Generation of myosin Va-derived peptides with DLC-binding properties and evaluation of apoptosis induction in cancer cell lines

Abstract

Recent studies have reported the involvement of the BH3-only factors Bim and Bmf in specific cell death processes. One of the proposed mechanisms for modulation of their pro-apoptotic functions is the release of Bim and Bmf from their sequestration sites at DLC1 and DLC2, which are tail light chains of dynein and myosin Va, respectively. Moreover, recent evidences have shown the essential role of MVa in tumor cell migration and metastasis. We have recently demonstrated that a fragment of the human myosin Va was capable to interact with both DLC 1 and DLC 2, with consequent induction of apoptosis.

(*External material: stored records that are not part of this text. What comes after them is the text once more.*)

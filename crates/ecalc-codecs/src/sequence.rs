//! Symbol sequences and the shared digit-table machinery
use serde::{Deserialize, Serialize};
use std::collections::HashMap;

/// Ordered symbols produced by an encoder, one per digit plus an optional
/// sign sentinel in front.
#[derive(Debug, Clone, PartialEq, Eq, Hash, Serialize, Deserialize)]
#[serde(transparent)]
pub struct SymbolSequence(Vec<String>);

impl SymbolSequence {
    pub fn new(symbols: Vec<String>) -> Self {
        Self(symbols)
    }

    /// Split a rendered sequence back into symbols. Empty pieces are skipped.
    pub fn parse(text: &str, separator: &str) -> Self {
        Self(
            text.split(separator)
                .map(str::trim)
                .filter(|s| !s.is_empty())
                .map(str::to_string)
                .collect(),
        )
    }

    pub fn symbols(&self) -> &[String] {
        &self.0
    }

    pub fn len(&self) -> usize {
        self.0.len()
    }

    pub fn is_empty(&self) -> bool {
        self.0.is_empty()
    }

    pub fn join(&self, separator: &str) -> String {
        self.0.join(separator)
    }

    /// Apply a symbol-wise rewrite, keeping order.
    pub fn map(&self, f: impl Fn(&str) -> String) -> Self {
        Self(self.0.iter().map(|s| f(s)).collect())
    }

    pub fn iter(&self) -> impl Iterator<Item = &str> {
        self.0.iter().map(String::as_str)
    }
}

impl From<Vec<&str>> for SymbolSequence {
    fn from(symbols: Vec<&str>) -> Self {
        Self(symbols.into_iter().map(str::to_string).collect())
    }
}

/// Split an integer into its sign and decimal digits.
pub fn split_digits(value: i64) -> (bool, Vec<u8>) {
    let digits = value
        .unsigned_abs()
        .to_string()
        .bytes()
        .map(|b| b - b'0')
        .collect();
    (value < 0, digits)
}

/// Rebuild an integer from digits, saturating at the i64 bounds.
/// No digits at all decodes to zero.
pub fn assemble(negative: bool, digits: &[u8]) -> i64 {
    let mut magnitude: i128 = 0;
    for &d in digits {
        magnitude = (magnitude * 10 + i128::from(d)).min(i128::from(i64::MAX) + 1);
    }
    let signed = if negative { -magnitude } else { magnitude };
    signed.clamp(i128::from(i64::MIN), i128::from(i64::MAX)) as i64
}

/// Bidirectional table covering the digits 0-9 and one sign sentinel.
pub struct DigitTable {
    digits: [&'static str; 10],
    sign: &'static str,
    reverse: HashMap<&'static str, u8>,
}

impl DigitTable {
    pub fn new(digits: [&'static str; 10], sign: &'static str) -> Self {
        let reverse = digits
            .iter()
            .enumerate()
            .map(|(d, symbol)| (*symbol, d as u8))
            .collect();
        Self { digits, sign, reverse }
    }

    pub fn symbol(&self, digit: u8) -> &'static str {
        self.digits[usize::from(digit % 10)]
    }

    pub fn sign(&self) -> &'static str {
        self.sign
    }

    /// Digit for a symbol; `None` for the sentinel and unknown symbols.
    pub fn digit(&self, symbol: &str) -> Option<u8> {
        self.reverse.get(symbol).copied()
    }

    pub fn encode(&self, value: i64) -> SymbolSequence {
        let (negative, digits) = split_digits(value);
        let mut symbols = Vec::with_capacity(digits.len() + 1);
        if negative {
            symbols.push(self.sign.to_string());
        }
        symbols.extend(digits.into_iter().map(|d| self.symbol(d).to_string()));
        SymbolSequence(symbols)
    }

    /// Inverse of `encode`. A leading sentinel marks a negative value; any
    /// other unmapped symbol, including a misplaced sentinel, reads as `0`.
    pub fn decode(&self, sequence: &SymbolSequence) -> i64 {
        let mut symbols = sequence.iter().peekable();
        let negative = symbols.next_if(|s| *s == self.sign).is_some();
        let digits: Vec<u8> = symbols.map(|s| self.digit(s).unwrap_or(0)).collect();
        assemble(negative, &digits)
    }
}

#[cfg(test)]
mod tests {
    use super::*;

    fn table() -> DigitTable {
        DigitTable::new(["a", "b", "c", "d", "e", "f", "g", "h", "i", "j"], "~")
    }

    #[test]
    fn test_split_digits() {
        assert_eq!(split_digits(-305), (true, vec![3, 0, 5]));
        assert_eq!(split_digits(0), (false, vec![0]));
        assert_eq!(split_digits(i64::MIN).1.len(), 19);
    }

    #[test]
    fn test_assemble_saturates() {
        assert_eq!(assemble(false, &[]), 0);
        assert_eq!(assemble(true, &[4, 2]), -42);
        assert_eq!(assemble(false, &[9; 25]), i64::MAX);
        assert_eq!(assemble(true, &[9; 25]), i64::MIN);
    }

    #[test]
    fn test_table_sign_sentinel() {
        let table = table();
        let seq = table.encode(-21);
        assert_eq!(seq.join(""), "~cb");
        assert_eq!(table.decode(&seq), -21);
    }

    #[test]
    fn test_unknown_symbols_fall_back_to_zero() {
        let table = table();
        assert_eq!(table.decode(&SymbolSequence::from(vec!["b", "??", "c"])), 102);
        assert_eq!(table.decode(&SymbolSequence::from(vec!["b", "~"])), 10);
    }

    #[test]
    fn test_i64_min_round_trips() {
        let table = table();
        assert_eq!(table.decode(&table.encode(i64::MIN)), i64::MIN);
    }

    #[test]
    fn test_parse_rendered() {
        let seq = SymbolSequence::parse("AAAT - AAGA-", "-");
        assert_eq!(seq.symbols(), &["AAAT".to_string(), "AAGA".to_string()]);
    }
}
//! Multiplication by counting a matrix of ones
//!
//! Operands go through Roman numerals and back via a binary detour. The
//! product is never computed with `*`: an `|a| × |b|` matrix of ones is
//! built and its row lengths summed by recursive halving. The sign is
//! applied by counting the magnitude down to zero.

use async_trait::async_trait;
use serde_json::json;

use ecalc_codecs::roman::{from_binary, roman_to_decimal, to_binary, NEGATIVE};
use ecalc_codecs::{Codec, RomanCodec, SymbolSequence};
use ecalc_core::{validate, CalcError, Pause, PipelineRun, PipelineState};

use crate::paced;
use crate::{Operation, Operator};

/// Largest integer a double represents exactly: 2^53 - 1
pub const MAX_EXACT_INTEGER: i64 = 9_007_199_254_740_991;

const STATES: &[PipelineState] = &[
    PipelineState::Initializing,
    PipelineState::Encoding,
    PipelineState::Converting,
    PipelineState::Processing,
    PipelineState::Validating,
    PipelineState::Finalizing,
];

/// `rows × cols` matrix in which every cell is 1
#[derive(Debug, Clone, PartialEq, Eq)]
pub struct UnitMatrix {
    rows: Vec<Vec<u8>>,
}

impl UnitMatrix {
    pub fn new(rows: usize, cols: usize) -> Self {
        Self {
            rows: vec![vec![1; cols]; rows],
        }
    }

    pub fn row_count(&self) -> usize {
        self.rows.len()
    }

    /// Total cell count, by recursive halving of the rows.
    pub fn sum(&self) -> u64 {
        sum_rows(&self.rows)
    }
}

fn sum_rows(rows: &[Vec<u8>]) -> u64 {
    match rows {
        [] => 0,
        [row] => row.len() as u64,
        _ => {
            let (upper, lower) = rows.split_at(rows.len() / 2);
            sum_rows(upper) + sum_rows(lower)
        }
    }
}

#[derive(Debug, Default)]
pub struct MultiplicationPipeline;

impl MultiplicationPipeline {
    /// Roman → decimal → binary → decimal, recording each hop.
    async fn numeral_to_magnitude(
        run: &mut PipelineRun,
        label: &str,
        numeral: &SymbolSequence,
    ) -> Result<u64, CalcError> {
        run.pause(Pause::Encode).await;
        let letters: String = numeral.iter().filter(|s| *s != NEGATIVE).collect();
        for _ in 0..numeral.len() {
            run.pause(Pause::Symbol).await;
        }
        run.spend(numeral.len() as u64, "roman decoding")?;

        let decimal = roman_to_decimal(&letters);
        let binary = to_binary(decimal);
        let back = from_binary(&binary);
        run.info_with(
            format!("{} → {} → {} → {}", letters, decimal, binary, back),
            json!({ "operand": label, "roman": letters, "decimal": decimal, "binary": binary }),
        );
        validate(
            run,
            &format!("binary({})", label),
            clamp_i64(decimal),
            clamp_i64(back),
        );
        Ok(back)
    }

    /// Negate by counting the magnitude down to zero.
    async fn negate(run: &mut PipelineRun, magnitude: u64) -> Result<i64, CalcError> {
        run.spend(magnitude, "negation")?;
        run.pause(Pause::Step).await;
        let mut remaining = magnitude;
        let mut counted: i128 = 0;
        while remaining > 0 {
            remaining -= 1;
            counted += 1;
        }
        i64::try_from(-counted).map_err(|_| CalcError::Overflow { operation: "multiplication" })
    }

    fn validate_output(run: &mut PipelineRun, result: i64) {
        let checks = [
            ("range", (-MAX_EXACT_INTEGER..=MAX_EXACT_INTEGER).contains(&result)),
            // always holds for i64
            ("type", true),
            ("string conversion", !result.to_string().is_empty()),
        ];
        for (name, passed) in checks {
            if passed {
                run.info(format!("{} validation passed", name));
            } else {
                run.warn(
                    format!("{} validation failed", name),
                    format!("{} failed {} validation", result, name),
                    None,
                );
            }
        }
    }
}

fn clamp_i64(value: u64) -> i64 {
    i64::try_from(value).unwrap_or(i64::MAX)
}

#[async_trait]
impl Operation for MultiplicationPipeline {
    fn operator(&self) -> Operator {
        Operator::Multiply
    }

    fn states(&self) -> &'static [PipelineState] {
        STATES
    }

    async fn execute(&self, run: &mut PipelineRun, a: i64, b: i64) -> Result<i64, CalcError> {
        run.pause(Pause::Stage).await;
        run.enter(
            PipelineState::Initializing,
            "enterprise multiplication module",
            Some(json!({ "a": a, "b": b })),
        )?;

        run.enter(PipelineState::Encoding, "to Roman numerals", None)?;
        // Numerals grow with the magnitude; refuse before building them.
        let numeral_tokens = RomanCodec
            .encoded_len(a)
            .saturating_add(RomanCodec.encoded_len(b));
        run.check_budget(numeral_tokens.saturating_mul(2), "roman encoding")?;
        let a_roman = paced::encode(run, &RomanCodec, a).await?;
        let b_roman = paced::encode(run, &RomanCodec, b).await?;
        let (a_numeral, b_numeral) = (RomanCodec.render(&a_roman), RomanCodec.render(&b_roman));
        run.info_with(
            format!("{} → {}, {} → {}", a, a_numeral, b, b_numeral),
            json!({ "a_roman": a_numeral, "b_roman": b_numeral }),
        );

        run.enter(PipelineState::Converting, "Roman → decimal → binary → decimal", None)?;
        let rows = Self::numeral_to_magnitude(run, "a", &a_roman).await?;
        let cols = Self::numeral_to_magnitude(run, "b", &b_roman).await?;
        validate(run, "roman(a)", clamp_i64(a.unsigned_abs()), clamp_i64(rows));
        validate(run, "roman(b)", clamp_i64(b.unsigned_abs()), clamp_i64(cols));

        run.enter(PipelineState::Processing, "multiplication matrix", None)?;
        // One step per row plus one per cell.
        run.spend(rows.saturating_mul(cols).saturating_add(rows), "multiplication matrix")?;
        let matrix = UnitMatrix::new(rows as usize, cols as usize);
        for _ in 0..matrix.row_count() {
            run.pause(Pause::Step).await;
        }
        run.info_with(
            format!("{}×{} matrix created", rows, cols),
            json!({ "rows": rows, "cols": cols }),
        );
        run.pause(Pause::Cycle).await;
        let magnitude = matrix.sum();
        run.info_with(
            format!("matrix summed to {}", magnitude),
            json!({ "magnitude": magnitude }),
        );

        let negative = (a < 0) != (b < 0) && magnitude > 0;
        let product = if negative {
            Self::negate(run, magnitude).await?
        } else {
            i64::try_from(magnitude).map_err(|_| CalcError::Overflow {
                operation: "multiplication",
            })?
        };

        run.enter(PipelineState::Validating, "enterprise output", None)?;
        run.pause(Pause::Validate).await;
        Self::validate_output(run, product);

        let steps = run.steps();
        run.enter(
            PipelineState::Finalizing,
            product.to_string(),
            Some(json!({ "result": product, "steps": steps })),
        )?;

        Ok(product)
    }
}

By interfering with apoptotic intrinsic pathway, which is the key to cancer tumor suppression, MVaf peptide may act specifically against cancer. Thus, in this project we aim to construct apoptosis-inducing peptides based on MVaf structure and its DLC-binding properties, through rational design, and then evaluate their potential as anti-tumor agents by in vitro peptide therapy of melanoma cell lines. The HIV-derived TAT, a cytoplasmic transduction peptide, will be fused with recombinant MVaf or synthetic peptides in order to internalize within the cells. Functional analyses of apoptotic cells will be performed by flow cytometry, confocal microscopy, Western blotting and immunoprecipitation. With these approaches, we expect to contribute to the development of new therapeutic strategies targeted towards key players of cytoskeletally regulated apoptosis, with potential for specific action against cancer.